Start of Block
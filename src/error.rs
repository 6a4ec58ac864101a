use thiserror::Error;

/// Typed application error hierarchy for the extractor's top-level flows.
///
/// Collaborator clients report plain-string errors; the `From` impls below
/// let those propagate with `?` without changing the call sites.
#[derive(Debug, Error)]
pub enum AppError {
    #[error("{0}")]
    Database(String),

    #[error("Spotify API: {0}")]
    Spotify(String),

    #[error("configuration: {0}")]
    Config(String),

    #[error("{0}")]
    Io(String),

    #[error("{0}")]
    Other(String),
}

// ── From impls ─────────────────────────────────────────────────────────────

impl From<anyhow::Error> for AppError {
    fn from(e: anyhow::Error) -> Self {
        AppError::Database(e.to_string())
    }
}

impl From<rusqlite::Error> for AppError {
    fn from(e: rusqlite::Error) -> Self {
        AppError::Database(e.to_string())
    }
}

impl From<std::io::Error> for AppError {
    fn from(e: std::io::Error) -> Self {
        AppError::Io(e.to_string())
    }
}

impl From<csv::Error> for AppError {
    fn from(e: csv::Error) -> Self {
        AppError::Io(e.to_string())
    }
}

/// Allows `.map_err(|e| format!("…", e))?` and `ok_or_else(|| format!(…))?`
/// to coerce into AppError without changing the call sites.
impl From<String> for AppError {
    fn from(s: String) -> Self {
        AppError::Other(s)
    }
}

/// Allows `.ok_or("literal string")?` to coerce into AppError.
impl From<&str> for AppError {
    fn from(s: &str) -> Self {
        AppError::Other(s.to_string())
    }
}
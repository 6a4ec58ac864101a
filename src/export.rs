//! CSV export of the stored episode table.

use std::path::{Path, PathBuf};

use crate::database::Database;
use crate::error::AppError;

/// Write the stored rows (optionally one playlist) to a CSV file, newest
/// playlist addition first. Returns `None` when there is nothing to export.
pub fn export_to_csv(
    db: &Database,
    filename: Option<&Path>,
    playlist_id: Option<&str>,
) -> Result<Option<PathBuf>, AppError> {
    let episodes = db.episodes_for_export(playlist_id)?;
    if episodes.is_empty() {
        log::warn!("No data to export");
        return Ok(None);
    }

    let path = match filename {
        Some(path) => path.to_path_buf(),
        None => {
            let timestamp = chrono::Local::now().format("%Y%m%d_%H%M%S");
            let suffix = match playlist_id {
                Some(id) => format!("_{}", id),
                None => "_all".to_string(),
            };
            PathBuf::from(format!("podsift{}_{}.csv", suffix, timestamp))
        }
    };

    let mut writer = csv::Writer::from_path(&path)?;
    writer.write_record([
        "Episode ID",
        "Playlist ID",
        "Title",
        "Description",
        "Duration (min)",
        "Added At",
        "Spotify URL",
        "Category",
        "Podcast",
        "Processed At",
    ])?;

    for ep in &episodes {
        let duration = format!("{:.2}", ep.duration_minutes);
        writer.write_record([
            ep.id.as_str(),
            ep.playlist_id.as_str(),
            ep.title.as_str(),
            ep.description.as_str(),
            duration.as_str(),
            ep.added_at.as_str(),
            ep.url.as_str(),
            ep.category.as_label(db.labels()),
            ep.show_name.as_str(),
            ep.processed_at.as_deref().unwrap_or(""),
        ])?;
    }
    writer.flush()?;

    log::info!(
        "CSV file generated: {} ({} episodes)",
        path.display(),
        episodes.len()
    );

    Ok(Some(path))
}

#[cfg(test)]
mod tests {
    use super::*;
    use crate::database::{CategoryLabels, CategoryStatus, Episode};
    use tempfile::TempDir;

    fn episode(id: &str, added_at: &str) -> Episode {
        Episode {
            id: id.to_string(),
            playlist_id: "pl1".to_string(),
            title: format!("Episode {}", id),
            description: "desc, with comma".to_string(),
            duration_minutes: 12.5,
            added_at: added_at.to_string(),
            url: format!("https://open.spotify.com/episode/{}", id),
            show_name: "Show".to_string(),
            category: CategoryStatus::Pending,
            processed_at: None,
        }
    }

    #[test]
    fn test_export_empty_store_returns_none() {
        let temp = TempDir::new().unwrap();
        let db = Database::new(&temp.path().join("t.db"), CategoryLabels::default()).unwrap();
        let result = export_to_csv(&db, Some(&temp.path().join("out.csv")), None).unwrap();
        assert!(result.is_none());
    }

    #[test]
    fn test_export_writes_header_and_rows_newest_first() {
        let temp = TempDir::new().unwrap();
        let db = Database::new(&temp.path().join("t.db"), CategoryLabels::default()).unwrap();
        db.upsert_episode(&episode("e1", "2024-01-01T00:00:00Z"))
            .unwrap();
        db.upsert_episode(&episode("e2", "2024-06-01T00:00:00Z"))
            .unwrap();

        let out = temp.path().join("out.csv");
        let path = export_to_csv(&db, Some(&out), None).unwrap().unwrap();
        assert_eq!(path, out);

        let content = std::fs::read_to_string(&out).unwrap();
        let lines: Vec<&str> = content.lines().collect();
        assert_eq!(lines.len(), 3);
        assert!(lines[0].starts_with("Episode ID"));
        // Newest playlist addition first
        assert!(lines[1].contains("e2"));
        assert!(lines[2].contains("e1"));
    }
}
End of Block
_About this task:_
Would you set down the full listing exactly as it reads?

_Answer to this exercise:_
filename src/error.rs
repository 6a4ec58ac864101a
use thiserror::Error;

/// Typed application error hierarchy for the extractor's top-level flows.
///
/// Collaborator clients report plain-string errors; the `From` impls below
/// let those propagate with `?` without changing the call sites.
#[derive(Debug, Error)]
pub enum AppError {
    #[error("{0}")]
    Database(String),

    #[error("Spotify API: {0}")]
    Spotify(String),

    #[error("configuration: {0}")]
    Config(String),

    #[error("{0}")]
    Io(String),

    #[error("{0}")]
    Other(String),
}

// ── From impls ─────────────────────────────────────────────────────────────

impl From<anyhow::Error> for AppError {
    fn from(e: anyhow::Error) -> Self {
        AppError::Database(e.to_string())
    }
}

impl From<rusqlite::Error> for AppError {
    fn from(e: rusqlite::Error) -> Self {
        AppError::Database(e.to_string())
    }
}

impl From<std::io::Error> for AppError {
    fn from(e: std::io::Error) -> Self {
        AppError::Io(e.to_string())
    }
}

impl From<csv::Error> for AppError {
    fn from(e: csv::Error) -> Self {
        AppError::Io(e.to_string())
    }
}

/// Allows `.map_err(|e| format!("…", e))?` and `ok_or_else(|| format!(…))?`
/// to coerce into AppError without changing the call sites.
impl From<String> for AppError {
    fn from(s: String) -> Self {
        AppError::Other(s)
    }
}

/// Allows `.ok_or("literal string")?` to coerce into AppError.
impl From<&str> for AppError {
    fn from(s: &str) -> Self {
        AppError::Other(s.to_string())
    }
}
repository 6a4ec58ac864101a
filename src/export.rs
//! CSV export of the stored episode table.

use std::path::{Path, PathBuf};

use crate::database::Database;
use crate::error::AppError;

/// Write the stored rows (optionally one playlist) to a CSV file, newest
/// playlist addition first. Returns `None` when there is nothing to export.
pub fn export_to_csv(
    db: &Database,
    filename: Option<&Path>,
    playlist_id: Option<&str>,
) -> Result<Option<PathBuf>, AppError> {
    let episodes = db.episodes_for_export(playlist_id)?;
    if episodes.is_empty() {
        log::warn!("No data to export");
        return Ok(None);
    }

    let path = match filename {
        Some(path) => path.to_path_buf(),
        None => {
            let timestamp = chrono::Local::now().format("%Y%m%d_%H%M%S");
            let suffix = match playlist_id {
                Some(id) => format!("_{}", id),
                None => "_all".to_string(),
            };
            PathBuf::from(format!("podsift{}_{}.csv", suffix, timestamp))
        }
    };

    let mut writer = csv::Writer::from_path(&path)?;
    writer.write_record([
        "Episode ID",
        "Playlist ID",
        "Title",
        "Description",
        "Duration (min)",
        "Added At",
        "Spotify URL",
        "Category",
        "Podcast",
        "Processed At",
    ])?;

    for ep in &episodes {
        let duration = format!("{:.2}", ep.duration_minutes);
        writer.write_record([
            ep.id.as_str(),
            ep.playlist_id.as_str(),
            ep.title.as_str(),
            ep.description.as_str(),
            duration.as_str(),
            ep.added_at.as_str(),
            ep.url.as_str(),
            ep.category.as_label(db.labels()),
            ep.show_name.as_str(),
            ep.processed_at.as_deref().unwrap_or(""),
        ])?;
    }
    writer.flush()?;

    log::info!(
        "CSV file generated: {} ({} episodes)",
        path.display(),
        episodes.len()
    );

    Ok(Some(path))
}

#[cfg(test)]
mod tests {
    use super::*;
    use crate::database::{CategoryLabels, CategoryStatus, Episode};
    use tempfile::TempDir;

    fn episode(id: &str, added_at: &str) -> Episode {
        Episode {
            id: id.to_string(),
            playlist_id: "pl1".to_string(),
            title: format!("Episode {}", id),
            description: "desc, with comma".to_string(),
            duration_minutes: 12.5,
            added_at: added_at.to_string(),
            url: format!("https://open.spotify.com/episode/{}", id),
            show_name: "Show".to_string(),
            category: CategoryStatus::Pending,
            processed_at: None,
        }
    }

    #[test]
    fn test_export_empty_store_returns_none() {
        let temp = TempDir::new().unwrap();
        let db = Database::new(&temp.path().join("t.db"), CategoryLabels::default()).unwrap();
        let result = export_to_csv(&db, Some(&temp.path().join("out.csv")), None).unwrap();
        assert!(result.is_none());
    }

    #[test]
    fn test_export_writes_header_and_rows_newest_first() {
        let temp = TempDir::new().unwrap();
        let db = Database::new(&temp.path().join("t.db"), CategoryLabels::default()).unwrap();
        db.upsert_episode(&episode("e1", "2024-01-01T00:00:00Z"))
            .unwrap();
        db.upsert_episode(&episode("e2", "2024-06-01T00:00:00Z"))
            .unwrap();

        let out = temp.path().join("out.csv");
        let path = export_to_csv(&db, Some(&out), None).unwrap().unwrap();
        assert_eq!(path, out);

        let content = std::fs::read_to_string(&out).unwrap();
        let lines: Vec<&str> = content.lines().collect();
        assert_eq!(lines.len(), 3);
        assert!(lines[0].starts_with("Episode ID"));
        // Newest playlist addition first
        assert!(lines[1].contains("e2"));
        assert!(lines[2].contains("e1"));
    }
}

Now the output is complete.